**EXERCISE BRIEF**
Search the records below for the string "POST" and copy each line where it turns up.

**Stored entries**
- Opening Delimiter -
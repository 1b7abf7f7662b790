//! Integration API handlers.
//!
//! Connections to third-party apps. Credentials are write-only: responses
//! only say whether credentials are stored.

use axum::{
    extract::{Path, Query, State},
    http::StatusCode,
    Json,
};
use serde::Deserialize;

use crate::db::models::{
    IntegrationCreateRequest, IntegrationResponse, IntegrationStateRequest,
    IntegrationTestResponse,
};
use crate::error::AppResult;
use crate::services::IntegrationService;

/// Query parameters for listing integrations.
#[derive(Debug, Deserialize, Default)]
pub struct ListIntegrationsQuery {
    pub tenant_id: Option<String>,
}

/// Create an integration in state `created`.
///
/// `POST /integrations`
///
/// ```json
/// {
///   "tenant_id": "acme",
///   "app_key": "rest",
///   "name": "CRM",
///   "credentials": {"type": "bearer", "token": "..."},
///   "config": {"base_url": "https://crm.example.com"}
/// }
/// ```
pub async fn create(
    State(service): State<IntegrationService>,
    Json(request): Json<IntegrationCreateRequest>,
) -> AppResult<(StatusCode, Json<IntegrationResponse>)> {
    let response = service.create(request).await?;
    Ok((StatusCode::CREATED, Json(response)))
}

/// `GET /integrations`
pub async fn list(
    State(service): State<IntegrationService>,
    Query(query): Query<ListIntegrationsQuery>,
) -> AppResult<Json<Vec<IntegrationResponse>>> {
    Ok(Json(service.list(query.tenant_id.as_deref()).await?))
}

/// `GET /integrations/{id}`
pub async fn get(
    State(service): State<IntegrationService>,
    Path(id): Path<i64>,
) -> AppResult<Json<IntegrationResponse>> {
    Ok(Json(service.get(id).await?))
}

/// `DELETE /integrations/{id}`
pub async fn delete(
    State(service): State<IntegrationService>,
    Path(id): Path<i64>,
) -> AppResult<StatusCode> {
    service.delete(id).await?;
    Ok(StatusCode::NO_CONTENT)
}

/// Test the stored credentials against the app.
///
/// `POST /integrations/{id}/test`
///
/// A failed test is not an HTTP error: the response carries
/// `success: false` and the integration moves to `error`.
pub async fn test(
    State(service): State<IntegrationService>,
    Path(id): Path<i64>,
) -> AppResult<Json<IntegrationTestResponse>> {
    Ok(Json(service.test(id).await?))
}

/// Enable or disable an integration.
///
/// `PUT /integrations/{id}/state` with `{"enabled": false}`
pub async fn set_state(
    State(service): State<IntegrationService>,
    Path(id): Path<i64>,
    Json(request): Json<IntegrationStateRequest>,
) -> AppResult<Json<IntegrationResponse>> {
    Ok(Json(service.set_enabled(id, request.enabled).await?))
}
- Closing Delimiter -
**TASK SOLUTION**
/// `POST /integrations`
/// `POST /integrations/{id}/test`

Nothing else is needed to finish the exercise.